Narwal, P.; Swarnakar, S.; K, S.; Fatima, N.; Dastidar, P. G.; Lonare, A.; Singh, J.; Banerjee, A.; Ganji, M.; Joseph, J.; Basu, J. K.; Maharana, S.

Stress granules (SGs) are dynamic RNA-RBP condensates that form during stress and inflammation, yet how they modulate inflammatory signalling remains unclear. We uncover a rapid, protective SG-mediated mechanism that preserves mitochondrial integrity. During stress and translation inhibition, mitochondrial fragmentation releases double-stranded RNA (dsRNA), which activates PKR and its downstream effector DRP1, generating a self-amplifying loop of mitochondrial fragmentation and inflammation. We find that released dsRNA nucleates nanoSGs within minutes at ER-mitochondria contact sites- the very sites of mitochondrial division.
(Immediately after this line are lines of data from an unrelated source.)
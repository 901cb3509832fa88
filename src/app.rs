//! Containerized apps: `docker run` command lines and teardown.

use anyhow::{Context, Result};
use reconcile::ResourceDescriptor;
use serde::{Deserialize, Serialize};
use serde_json::Value;
use std::collections::BTreeMap;

use crate::scripts::shell_quote;

/// Declarative container settings of one app
#[derive(Debug, Clone, Default, PartialEq, Eq, Serialize, Deserialize)]
pub struct AppConfig {
    pub image: String,
    /// Environment variables; names are upper-cased
    #[serde(default)]
    pub env: BTreeMap<String, String>,
    #[serde(default)]
    pub volumes: Vec<Volume>,
    #[serde(default)]
    pub ports: Vec<PortMap>,
    /// Extra `--name=value` flags
    #[serde(default)]
    pub custom: BTreeMap<String, String>,
    /// Capability flags (`cap_add = "NET_ADMIN"` becomes `--cap-add=NET_ADMIN`)
    #[serde(default)]
    pub caps: BTreeMap<String, String>,
}

#[derive(Debug, Clone, PartialEq, Eq, Serialize, Deserialize)]
pub struct Volume {
    pub host: String,
    pub container: String,
}

#[derive(Debug, Clone, Copy, PartialEq, Eq, Serialize, Deserialize)]
pub struct PortMap {
    pub external: u16,
    pub internal: u16,
}

impl AppConfig {
    pub fn from_descriptor(resource: &ResourceDescriptor) -> Result<Self> {
        serde_json::from_value(Value::Object(resource.desired_config.clone()))
            .with_context(|| format!("Invalid app config for {}", resource.id))
    }
}

/// Container-safe name derived from a resource id.
///
/// Lower-case ASCII alphanumerics only, starting with a letter, at most 32
/// characters so it is also a valid Linux login name.
pub fn normalize_name(id: &str) -> String {
    let mut name: String = id
        .chars()
        .filter(char::is_ascii_alphanumeric)
        .map(|c| c.to_ascii_lowercase())
        .collect();
    if !name.starts_with(|c: char| c.is_ascii_lowercase()) {
        name.insert(0, 'u');
    }
    name.truncate(32);
    name
}

/// `docker run -d --name=<name> <flags...> <image>`
pub fn run_command(app_id: &str, config: &AppConfig) -> String {
    let mut parts = vec![
        "docker run -d".to_string(),
        format!("--name={}", normalize_name(app_id)),
    ];

    for (key, value) in &config.env {
        parts.push(format!(
            "-e {}",
            shell_quote(&format!("{}={}", key.to_uppercase(), value))
        ));
    }
    for volume in &config.volumes {
        parts.push(format!(
            "-v {}",
            shell_quote(&format!("{}:{}", volume.host, volume.container))
        ));
    }
    for port in &config.ports {
        parts.push(format!("-p {}:{}", port.external, port.internal));
    }
    for (flag, value) in &config.custom {
        parts.push(format!("--{}={}", flag, shell_quote(value)));
    }
    for (flag, value) in &config.caps {
        parts.push(format!("--{}={}", flag.replace('_', "-"), shell_quote(value)));
    }

    parts.push(shell_quote(&config.image));
    parts.join(" \\\n  ")
}

/// Stop and remove the app's container.
pub fn teardown_command(app_id: &str) -> String {
    let name = normalize_name(app_id);
    format!("docker stop {name}; docker rm {name}")
}

/// Remove the app's generated configuration directory.
pub fn cleanup_command(app_id: &str) -> String {
    format!("rm -rf ~/config-{}", normalize_name(app_id))
}

#[cfg(test)]
mod tests {
    use super::*;

    #[test]
    fn test_normalize_name() {
        assert_eq!(normalize_name("uptime"), "uptime");
        assert_eq!(normalize_name("My-App_2"), "myapp2");
        assert_eq!(
            normalize_name("4f6c1d2e-9a0b-4c3d-8e7f-001122334455"),
            "u4f6c1d2e9a0b4c3d8e7f00112233445"
        );
        assert_eq!(normalize_name(""), "u");
    }

    #[test]
    fn test_run_command_flag_order() {
        let mut config = AppConfig {
            image: "louislam/uptime-kuma:1".into(),
            ..Default::default()
        };
        config.env.insert("tz".into(), "UTC".into());
        config.volumes.push(Volume {
            host: "/srv/uptime".into(),
            container: "/app/data".into(),
        });
        config.ports.push(PortMap {
            external: 3001,
            internal: 3001,
        });
        config.custom.insert("restart".into(), "always".into());
        config.caps.insert("cap_add".into(), "NET_ADMIN".into());

        let command = run_command("uptime", &config);
        let lines: Vec<&str> = command.lines().map(str::trim).collect();
        assert_eq!(
            lines,
            vec![
                "docker run -d \\",
                "--name=uptime \\",
                "-e 'TZ=UTC' \\",
                "-v '/srv/uptime:/app/data' \\",
                "-p 3001:3001 \\",
                "--restart='always' \\",
                "--cap-add='NET_ADMIN' \\",
                "'louislam/uptime-kuma:1'",
            ]
        );
    }

    #[test]
    fn test_minimal_run_command() {
        let config = AppConfig {
            image: "nginx".into(),
            ..Default::default()
        };
        assert_eq!(
            run_command("web", &config),
            "docker run -d \\\n  --name=web \\\n  'nginx'"
        );
    }

    #[test]
    fn test_teardown_and_cleanup() {
        assert_eq!(teardown_command("Web-1"), "docker stop web1; docker rm web1");
        assert_eq!(cleanup_command("Web-1"), "rm -rf ~/config-web1");
    }
}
These nanoSGs grow into macroSGs, effectively sequestering PKR-activating dsRNA from the cytosol. By depleting dsRNA, SGs suppress PKR-DRP1-driven positive-feedback inflammation and maintain mitochondrial integrity and function. Our findings reveal SGs as key guardians of mitochondrial homeostasis and position condensate biology at the centre of chronic mitochondrial-driven inflammation relevant to autoimmunity, ageing, and neurodegenerative disease.